**PROVIDED ENTRIES:**
☆ ☆ ☆ ☆ ☆

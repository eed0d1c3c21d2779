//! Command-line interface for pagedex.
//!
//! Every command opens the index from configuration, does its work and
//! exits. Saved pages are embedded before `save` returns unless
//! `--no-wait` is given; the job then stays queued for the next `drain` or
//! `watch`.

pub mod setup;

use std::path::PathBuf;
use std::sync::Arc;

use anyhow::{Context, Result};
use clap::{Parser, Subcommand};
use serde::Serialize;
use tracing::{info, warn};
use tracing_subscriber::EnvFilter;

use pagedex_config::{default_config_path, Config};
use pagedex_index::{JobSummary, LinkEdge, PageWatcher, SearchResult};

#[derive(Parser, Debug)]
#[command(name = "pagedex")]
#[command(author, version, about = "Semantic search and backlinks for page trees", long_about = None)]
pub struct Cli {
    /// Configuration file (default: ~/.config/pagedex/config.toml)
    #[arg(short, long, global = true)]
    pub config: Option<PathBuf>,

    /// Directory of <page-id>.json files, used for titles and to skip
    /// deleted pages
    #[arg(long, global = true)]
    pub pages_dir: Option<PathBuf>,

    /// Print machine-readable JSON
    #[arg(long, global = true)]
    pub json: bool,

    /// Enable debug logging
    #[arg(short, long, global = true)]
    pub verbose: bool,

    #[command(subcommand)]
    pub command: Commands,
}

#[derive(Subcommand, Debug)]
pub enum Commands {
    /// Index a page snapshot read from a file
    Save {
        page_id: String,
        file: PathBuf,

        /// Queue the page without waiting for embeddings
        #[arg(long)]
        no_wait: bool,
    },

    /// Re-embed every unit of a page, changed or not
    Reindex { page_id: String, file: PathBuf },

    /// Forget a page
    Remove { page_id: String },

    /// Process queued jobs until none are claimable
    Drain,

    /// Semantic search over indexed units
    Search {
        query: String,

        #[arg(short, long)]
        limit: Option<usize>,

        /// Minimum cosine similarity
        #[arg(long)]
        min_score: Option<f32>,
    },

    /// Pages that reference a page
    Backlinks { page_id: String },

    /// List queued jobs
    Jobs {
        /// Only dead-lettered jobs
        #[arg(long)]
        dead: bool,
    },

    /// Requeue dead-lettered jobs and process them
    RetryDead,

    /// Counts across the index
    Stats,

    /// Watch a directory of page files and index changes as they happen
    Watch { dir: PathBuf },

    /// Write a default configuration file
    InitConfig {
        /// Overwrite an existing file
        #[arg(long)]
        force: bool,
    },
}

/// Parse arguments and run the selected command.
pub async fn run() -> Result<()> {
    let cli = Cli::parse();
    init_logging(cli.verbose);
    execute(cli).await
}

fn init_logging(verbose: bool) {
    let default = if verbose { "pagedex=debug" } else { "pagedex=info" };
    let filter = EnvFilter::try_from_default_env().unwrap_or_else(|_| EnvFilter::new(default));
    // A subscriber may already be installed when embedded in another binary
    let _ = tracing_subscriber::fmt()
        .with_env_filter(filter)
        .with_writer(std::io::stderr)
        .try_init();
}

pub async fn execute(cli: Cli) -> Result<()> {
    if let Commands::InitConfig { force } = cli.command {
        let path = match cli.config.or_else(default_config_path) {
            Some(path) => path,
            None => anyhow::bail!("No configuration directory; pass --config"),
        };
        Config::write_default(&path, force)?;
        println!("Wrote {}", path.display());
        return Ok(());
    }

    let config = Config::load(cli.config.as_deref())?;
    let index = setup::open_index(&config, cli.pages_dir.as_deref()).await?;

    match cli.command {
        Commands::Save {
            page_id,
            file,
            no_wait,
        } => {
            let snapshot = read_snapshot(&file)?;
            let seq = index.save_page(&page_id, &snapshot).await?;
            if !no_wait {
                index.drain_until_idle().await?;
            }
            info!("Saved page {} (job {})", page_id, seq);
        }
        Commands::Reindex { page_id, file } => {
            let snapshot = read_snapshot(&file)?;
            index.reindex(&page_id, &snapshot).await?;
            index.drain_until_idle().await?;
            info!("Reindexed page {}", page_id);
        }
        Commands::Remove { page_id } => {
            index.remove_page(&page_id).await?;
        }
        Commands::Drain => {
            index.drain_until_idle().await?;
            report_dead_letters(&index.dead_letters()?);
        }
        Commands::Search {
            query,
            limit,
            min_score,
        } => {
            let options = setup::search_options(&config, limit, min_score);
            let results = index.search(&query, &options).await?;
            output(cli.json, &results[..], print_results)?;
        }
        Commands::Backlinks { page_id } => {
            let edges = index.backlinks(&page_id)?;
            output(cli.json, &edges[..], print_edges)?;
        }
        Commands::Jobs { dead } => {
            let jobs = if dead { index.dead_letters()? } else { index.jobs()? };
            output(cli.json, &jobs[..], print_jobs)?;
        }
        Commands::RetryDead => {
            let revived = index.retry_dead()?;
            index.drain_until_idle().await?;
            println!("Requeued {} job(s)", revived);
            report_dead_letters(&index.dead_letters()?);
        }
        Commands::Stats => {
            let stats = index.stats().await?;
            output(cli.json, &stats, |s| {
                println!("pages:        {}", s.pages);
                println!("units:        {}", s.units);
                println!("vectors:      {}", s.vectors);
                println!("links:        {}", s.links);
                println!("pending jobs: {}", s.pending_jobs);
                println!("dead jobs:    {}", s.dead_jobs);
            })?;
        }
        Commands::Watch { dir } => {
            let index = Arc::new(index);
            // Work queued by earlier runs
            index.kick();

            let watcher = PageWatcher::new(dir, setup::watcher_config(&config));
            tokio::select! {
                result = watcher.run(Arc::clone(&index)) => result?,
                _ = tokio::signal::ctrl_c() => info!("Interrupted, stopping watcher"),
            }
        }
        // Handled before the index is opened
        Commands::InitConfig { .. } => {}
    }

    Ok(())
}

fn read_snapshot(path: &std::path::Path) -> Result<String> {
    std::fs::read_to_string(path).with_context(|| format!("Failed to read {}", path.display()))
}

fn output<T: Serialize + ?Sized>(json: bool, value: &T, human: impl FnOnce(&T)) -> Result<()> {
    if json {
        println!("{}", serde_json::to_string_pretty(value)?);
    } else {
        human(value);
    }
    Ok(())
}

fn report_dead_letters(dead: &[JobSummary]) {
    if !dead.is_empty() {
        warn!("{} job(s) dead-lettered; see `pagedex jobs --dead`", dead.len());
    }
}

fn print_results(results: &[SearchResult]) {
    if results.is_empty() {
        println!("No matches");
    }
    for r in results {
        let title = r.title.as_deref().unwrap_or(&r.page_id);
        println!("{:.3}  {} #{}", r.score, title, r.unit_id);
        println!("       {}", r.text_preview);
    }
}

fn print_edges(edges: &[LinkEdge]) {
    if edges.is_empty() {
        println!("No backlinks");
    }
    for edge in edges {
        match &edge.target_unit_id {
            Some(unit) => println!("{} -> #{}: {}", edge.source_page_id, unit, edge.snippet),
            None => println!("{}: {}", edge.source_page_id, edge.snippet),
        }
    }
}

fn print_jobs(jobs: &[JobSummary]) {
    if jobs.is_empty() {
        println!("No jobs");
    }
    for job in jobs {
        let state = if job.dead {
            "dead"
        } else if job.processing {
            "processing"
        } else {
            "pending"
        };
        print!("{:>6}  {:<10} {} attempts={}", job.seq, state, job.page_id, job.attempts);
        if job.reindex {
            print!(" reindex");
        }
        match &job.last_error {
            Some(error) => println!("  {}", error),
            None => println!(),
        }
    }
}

☆ ☆ ☆ ☆ ☆

**TASK OBJECTIVE:** Starting at the first line of the records above, please copy each line exactly until you reach the line containing "pub mod setup;". Include that line and stop there.

**EXERCISE RESPONSE:**
repository eed0d1c3c21d2779
//! Command-line interface for pagedex.
//!
//! Every command opens the index from configuration, does its work and
//! exits. Saved pages are embedded before `save` returns unless
//! `--no-wait` is given; the job then stays queued for the next `drain` or
//! `watch`.

pub mod setup;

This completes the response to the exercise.